Whisky number 5, being the 6th whisky, comes with even more concise notes: the nose giving biscuit, orange, and custard cream. On the palate my notes say “rum, easy, fig, raisin”. Being a Berry’s Own Selection 1982 Glenlivet that had lived inside a sherry cask, that almost seems like pointless little by way of description, only that it’s also accompanied with the highly subjective and not at all useful (although still entirely honest) tasting note: “MMMMMMMMMMMMMMMMMMMMMMMMMMMMMMMMMMM!”.

Image shamelessly borrowed from t'internet

Whisky 6 was in a distinctively shaped bottle, although not the elegant SMWS shape we’d become accustomed to seeing already this evening. Another pink whisky, with a nose giving up strawberry flavour, sweet pork and stollen cake. The mouthfeel was described as hollow, and came accompanied with a tasting note of “Washing up liquid with BBQ Sauce”. A salty flavour came through, also likened to a dirty syrah, and an overall note of “shoes off in the plane”. The whisky was Bruichladdich’s 3-wine-barrel aged 19 year old, “Black Arts”.
Finally we made our way into the most intriguing whisky of the evening – a bottle of which nobody had ever heard, the Finlaggan Old Reserve, an Islay of uncertain provenance. With ailing sensory organs, we arrived at “This whisky smells a bit of rubber and not much”. The taste was slightly more involved, giving us smoky bacon, slightly burnt rice pudding, and bits of farmyard.

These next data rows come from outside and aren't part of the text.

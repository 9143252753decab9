use super::constants::SBOX_INV;
use super::gf256::gf_mul;
use super::util::add_round_key;

/// Inverse cipher. Decrypts one 16 byte block, consuming the round keys in reverse.
///
/// Intermediate rounds add the round key before InvMixColumns, mirroring the forward round.
#[inline(always)]
pub fn decrypt_block(ciphertext: &[u8; 16], round_keys: &[[u8; 16]]) -> [u8; 16] {
    let mut state = *ciphertext;
    let nr = round_keys.len() - 1;

    add_round_key(&mut state, &round_keys[nr]);

    for round_key in round_keys[1..nr].iter().rev() {
        shift_rows_inv(&mut state);
        sub_bytes_inv(&mut state);
        add_round_key(&mut state, round_key);
        mix_columns_inv(&mut state);
    }

    shift_rows_inv(&mut state);
    sub_bytes_inv(&mut state);
    add_round_key(&mut state, &round_keys[0]);

    state
}

/// Inverse SubBytes step. Each byte is substituted using the inverse SBOX.
#[inline(always)]
pub(crate) fn sub_bytes_inv(state: &mut [u8; 16]) {
    for byte in state {
        *byte = SBOX_INV[*byte as usize];
    }
}

/// Inverse ShiftRows step. Row `r` rotates right by `r` positions.
#[inline(always)]
pub(crate) fn shift_rows_inv(state: &mut [u8; 16]) {
    // for row,col of the output, the source byte sits at column (col + 4 - row) mod 4
    let s = *state;
    for row in 1..4 {
        for col in 0..4 {
            state[col * 4 + row] = s[((col + 4 - row) & 3) * 4 + row];
        }
    }
}

/// Inverse MixColumns step. Each column is multiplied by the inverse matrix in GF(2^8).
/// [ b0 ]      [ 0e  0b  0d  09 ]  [ d0 ]
/// | b1 |  =   | 09  0e  0b  0d |  | d1 |
/// | b2 |      | 0d  09  0e  0b |  | d2 |
/// [ b3 ]      [ 0b  0d  09  0e ]  [ d3 ]
#[inline(always)]
pub(crate) fn mix_columns_inv(state: &mut [u8; 16]) {
    for col in state.chunks_exact_mut(4) {
        let (a, b, c, d) = (col[0], col[1], col[2], col[3]);
        col[0] = gf_mul(0x0e, a) ^ gf_mul(0x0b, b) ^ gf_mul(0x0d, c) ^ gf_mul(0x09, d);
        col[1] = gf_mul(0x09, a) ^ gf_mul(0x0e, b) ^ gf_mul(0x0b, c) ^ gf_mul(0x0d, d);
        col[2] = gf_mul(0x0d, a) ^ gf_mul(0x09, b) ^ gf_mul(0x0e, c) ^ gf_mul(0x0b, d);
        col[3] = gf_mul(0x0b, a) ^ gf_mul(0x0d, b) ^ gf_mul(0x09, c) ^ gf_mul(0x0e, d);
    }
}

So there you have it – a list of whisky which nobody in their right mind could have ever mentally assembled, and a clear lesson as to why you don’t try to run a nice casual, sociable tasting of 8 whiskies within the confines of a 2 hour window.  But a top evening nevertheless.

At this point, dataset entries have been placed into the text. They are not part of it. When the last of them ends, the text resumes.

//! Block cipher modes of operation. Each mode works on already padded input and a round key
//! schedule; IV lengths are checked by [Cipher](crate::Cipher) before a mode is entered.

mod cbc;
mod cfb;
mod ctr;
mod ecb;
mod gcm;
mod ofb;
pub(crate) mod util;

use std::fmt;

pub use cbc::{cbc_decrypt, cbc_encrypt};
pub use cfb::{cfb_decrypt, cfb_encrypt};
pub use ctr::ctr_apply;
pub use ecb::{ecb_decrypt, ecb_encrypt};
pub use gcm::{compute_tag, gcm_decrypt, gcm_encrypt};
pub use ofb::ofb_apply;
pub use util::PARALLEL_THRESHOLD;

/// Mode of operation.
///
/// | Mode | IV      | Chaining                              |
/// |------|---------|---------------------------------------|
/// | ECB  | none    | every block independent               |
/// | CBC  | 16 bytes| plaintext XOR previous ciphertext     |
/// | CFB  | 16 bytes| keystream from previous ciphertext    |
/// | OFB  | 16 bytes| keystream from previous keystream     |
/// | CTR  | 12 bytes| keystream from nonce and counter      |
/// | GCM  | 12 bytes| CTR plus a GHASH authentication tag   |
#[derive(Copy, Clone, Debug, PartialEq, Eq, Hash)]
pub enum Mode {
    Ecb,
    Cbc,
    Cfb,
    Ofb,
    Ctr,
    Gcm,
}

impl Mode {
    pub const ALL: [Mode; 6] = [Mode::Ecb, Mode::Cbc, Mode::Cfb, Mode::Ofb, Mode::Ctr, Mode::Gcm];

    /// Required IV/nonce length in bytes. ECB takes no IV.
    pub const fn iv_len(self) -> usize {
        match self {
            Mode::Ecb => 0,
            Mode::Cbc | Mode::Cfb | Mode::Ofb => 16,
            Mode::Ctr | Mode::Gcm => 12,
        }
    }

    /// True for modes whose input must be a whole number of blocks (ECB, CBC).
    /// The others are stream-like and accept a short final block.
    pub const fn is_block_aligned(self) -> bool {
        matches!(self, Mode::Ecb | Mode::Cbc)
    }

    pub const fn name(self) -> &'static str {
        match self {
            Mode::Ecb => "ECB",
            Mode::Cbc => "CBC",
            Mode::Cfb => "CFB",
            Mode::Ofb => "OFB",
            Mode::Ctr => "CTR",
            Mode::Gcm => "GCM",
        }
    }
}

impl fmt::Display for Mode {
    fn fmt(&self, f: &mut fmt::Formatter<'_>) -> fmt::Result {
        f.write_str(self.name())
    }
}

#[cfg(test)]
mod tests {
    use super::*;

    #[test]
    fn iv_lengths() {
        assert_eq!(Mode::Ecb.iv_len(), 0);
        assert_eq!(Mode::Cbc.iv_len(), 16);
        assert_eq!(Mode::Cfb.iv_len(), 16);
        assert_eq!(Mode::Ofb.iv_len(), 16);
        assert_eq!(Mode::Ctr.iv_len(), 12);
        assert_eq!(Mode::Gcm.iv_len(), 12);
    }
}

Drinks by the dram – a tasteful suggestion!

Drinking whisky is excellent.  The more different types of whisky, the better, as far as I’m concerned.  The problem however comes about with the acquisition of many different types of whisky – bottles of the stuff are expensive, often in the range between “slightly” and “perilously” so.  Many of the higher-end or more accommodating whisky shops (for example the excellent Berry Brothers & Rudd on St James’s Street) will allow you to sample their bottlings before committing to a purchase, however this is only useful if you’re considering buying one of their bottlings, or indeed live in London and can get to their shop.

Buying distillery-bottled miniatures is all well and good, however the range on the market is fairly limited and not much use if you’re interested in trying some of the more esoteric expressions of brands you love.

Fortunately, the geniuses over at Master of Malt (who – incidentally – have one of the best whisky web-based shopfronts I’ve ever seen) have come up with the perfect solution to this ever-present dilemma: Drinks By The Dram!

After I expressed humungous amounts of enthusiasm at this concept, the Master of Malt team sent me a couple of free drams and invited me to write an article about it, and that – gentle reader – is what you’re currently looking at.

Seizing the excuse, we had a loungeroom picnic.

A “dram” in this case is a small glass vial containing 30mL of the spirit you’ve ordered, sealed with a burgundy coloured screwcap and wax.  The label is a raggedly rustic square of textured paper with the name of the spirit typed onto it – straight away the whole thing’s got a sort of organic, renegadey feel to it which immediately made me think “some of these would make a good present for a budding whisky enthusiast…”.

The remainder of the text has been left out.